// Turning raw enqueue strings into validated sources
use std::path::{Component, Path, PathBuf};

use crate::error::{AppError, Result};
use crate::models::Source;

pub const AUDIO_EXTENSIONS: &[&str] = &["mp3", "wav", "flac", "aac", "m4a", "ogg", "wma", "opus"];

const SENSITIVE_DIRS: &[&str] = &[
    ".ssh",
    ".gnupg",
    ".config",
    ".aws",
    ".azure",
    ".kube",
    "Library/Keychains",
    "Library/Cookies",
    ".password-store",
];

const EXTRA_ROOTS: &[&str] = &["/tmp", "/Volumes", "/media", "/mnt"];

/// Classify and validate one raw source string.
///
/// `Ok` carries a source that passed validation. `Err` carries the best
/// classification we could make plus the reason it was rejected, so the
/// caller can still record an item for it.
pub fn parse_source(raw: &str) -> std::result::Result<Source, (Source, AppError)> {
    let raw = raw.trim();
    let lower = raw.to_ascii_lowercase();

    if lower.starts_with("http://") || lower.starts_with("https://") {
        let source = Source::Remote { url: raw.to_string() };
        return match validate_remote(raw) {
            Ok(()) => Ok(source),
            Err(e) => Err((source, e)),
        };
    }

    let path = if lower.starts_with("file://") {
        match url::Url::parse(raw).ok().and_then(|u| u.to_file_path().ok()) {
            Some(path) => path,
            None => {
                let source = Source::Local { path: PathBuf::from(&raw[7..]) };
                return Err((source, AppError::Source(format!("Invalid file URL: {}", raw))));
            }
        }
    } else {
        PathBuf::from(raw)
    };

    match validate_local_file(&path) {
        Ok(resolved) => Ok(Source::Local { path: resolved }),
        Err(e) => Err((Source::Local { path }, e)),
    }
}

fn validate_remote(raw: &str) -> Result<()> {
    let parsed = url::Url::parse(raw).map_err(|e| AppError::Source(format!("Invalid URL: {}", e)))?;
    match parsed.host_str() {
        Some(host) if !host.is_empty() => Ok(()),
        _ => Err(AppError::Source(format!("URL has no host: {}", raw))),
    }
}

/// Check that a local path is an audio file we are allowed to read.
/// Returns the canonical path.
pub fn validate_local_file(path: &Path) -> Result<PathBuf> {
    if path.as_os_str().is_empty() {
        return Err(AppError::Source("Empty file path".to_string()));
    }
    if path.components().any(|c| matches!(c, Component::ParentDir)) {
        return Err(AppError::Source("Path traversal is not allowed".to_string()));
    }
    if !path.exists() {
        return Err(AppError::Source(format!("File not found: {}", path.display())));
    }
    if !path.is_file() {
        return Err(AppError::Source(format!("Not a file: {}", path.display())));
    }

    let extension = path
        .extension()
        .map(|e| e.to_string_lossy().to_lowercase())
        .unwrap_or_default();
    if !AUDIO_EXTENSIONS.contains(&extension.as_str()) {
        return Err(AppError::Source(format!(
            "Unsupported file type: .{}",
            extension
        )));
    }

    let resolved = path.canonicalize()?;

    let roots = allowed_roots();
    if !roots.iter().any(|root| resolved.starts_with(root)) {
        return Err(AppError::Source(format!(
            "Access denied: file must be in your home directory or a mounted volume: {}",
            resolved.display()
        )));
    }

    if let Some(home) = dirs::home_dir() {
        for sensitive in SENSITIVE_DIRS {
            let dir = home.join(sensitive);
            if resolved.starts_with(&dir) {
                return Err(AppError::Source(
                    "Access denied: cannot read files from sensitive directories".to_string(),
                ));
            }
        }
    }

    Ok(resolved)
}

fn allowed_roots() -> Vec<PathBuf> {
    let mut roots = Vec::new();
    let mut push = |p: PathBuf| {
        let p = p.canonicalize().unwrap_or(p);
        if !roots.contains(&p) {
            roots.push(p);
        }
    };

    if let Some(home) = dirs::home_dir() {
        push(home);
    }
    push(std::env::temp_dir());
    for root in EXTRA_ROOTS {
        push(PathBuf::from(root));
    }
    roots
}

/// Validate an enqueue target folder; empty means "use the configured default"
pub fn validate_folder(folder: &str) -> Result<Option<PathBuf>> {
    let folder = folder.trim();
    if folder.is_empty() {
        return Ok(None);
    }
    let path = PathBuf::from(folder);
    if !path.is_absolute() {
        return Err(AppError::Config(format!(
            "Target folder must be an absolute path: {}",
            folder
        )));
    }
    if path.components().any(|c| matches!(c, Component::ParentDir)) {
        return Err(AppError::Config("Target folder may not contain '..'".to_string()));
    }
    if path.exists() && !path.is_dir() {
        return Err(AppError::Config(format!(
            "Target folder is not a directory: {}",
            folder
        )));
    }
    Ok(Some(path))
}

#[cfg(test)]
mod tests {
    use super::*;

    #[test]
    fn test_remote_urls_are_accepted() {
        let source = parse_source("https://www.youtube.com/watch?v=abc").unwrap();
        assert_eq!(
            source,
            Source::Remote { url: "https://www.youtube.com/watch?v=abc".to_string() }
        );
    }

    #[test]
    fn test_remote_without_host_is_rejected() {
        let (source, err) = parse_source("http://").unwrap_err();
        assert!(!source.is_local());
        assert!(matches!(err, AppError::Source(_)));
    }

    #[test]
    fn test_missing_local_file_is_rejected() {
        let (source, err) = parse_source("/definitely/not/here.mp3").unwrap_err();
        assert!(source.is_local());
        assert!(err.to_string().contains("not found"));
    }

    #[test]
    fn test_traversal_is_rejected() {
        let (_, err) = parse_source("/tmp/../etc/passwd").unwrap_err();
        assert!(err.to_string().contains("traversal"));
    }

    #[test]
    fn test_local_audio_in_temp_dir_is_accepted() {
        let dir = tempfile::tempdir().unwrap();
        let file = dir.path().join("Artist - Song.mp3");
        std::fs::write(&file, b"ID3").unwrap();

        let source = parse_source(file.to_str().unwrap()).unwrap();
        let expected = file.canonicalize().unwrap();
        assert_eq!(source.local_path(), Some(expected.as_path()));
    }

    #[test]
    fn test_file_url_is_local() {
        let dir = tempfile::tempdir().unwrap();
        let file = dir.path().join("track.flac");
        std::fs::write(&file, b"fLaC").unwrap();
        let url = url::Url::from_file_path(&file).unwrap();

        let source = parse_source(url.as_str()).unwrap();
        assert!(source.is_local());
    }

    #[test]
    fn test_non_audio_extension_is_rejected() {
        let dir = tempfile::tempdir().unwrap();
        let file = dir.path().join("notes.txt");
        std::fs::write(&file, b"hi").unwrap();

        let (_, err) = parse_source(file.to_str().unwrap()).unwrap_err();
        assert!(err.to_string().contains("Unsupported"));
    }

    #[test]
    fn test_folder_validation() {
        assert!(validate_folder("").unwrap().is_none());
        assert!(matches!(validate_folder("relative/out"), Err(AppError::Config(_))));

        let dir = tempfile::tempdir().unwrap();
        let file = dir.path().join("file.txt");
        std::fs::write(&file, b"x").unwrap();
        assert!(validate_folder(file.to_str().unwrap()).is_err());
        assert_eq!(
            validate_folder(dir.path().to_str().unwrap()).unwrap(),
            Some(dir.path().to_path_buf())
        );
    }
}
────
### What you have to do
Search the entries for "contains" and copy out each line that has it.

### Answer section
    if !AUDIO_EXTENSIONS.contains(&extension.as_str()) {
        if !roots.contains(&p) {
        assert!(err.to_string().contains("not found"));
        assert!(err.to_string().contains("traversal"));
        assert!(err.to_string().contains("Unsupported"));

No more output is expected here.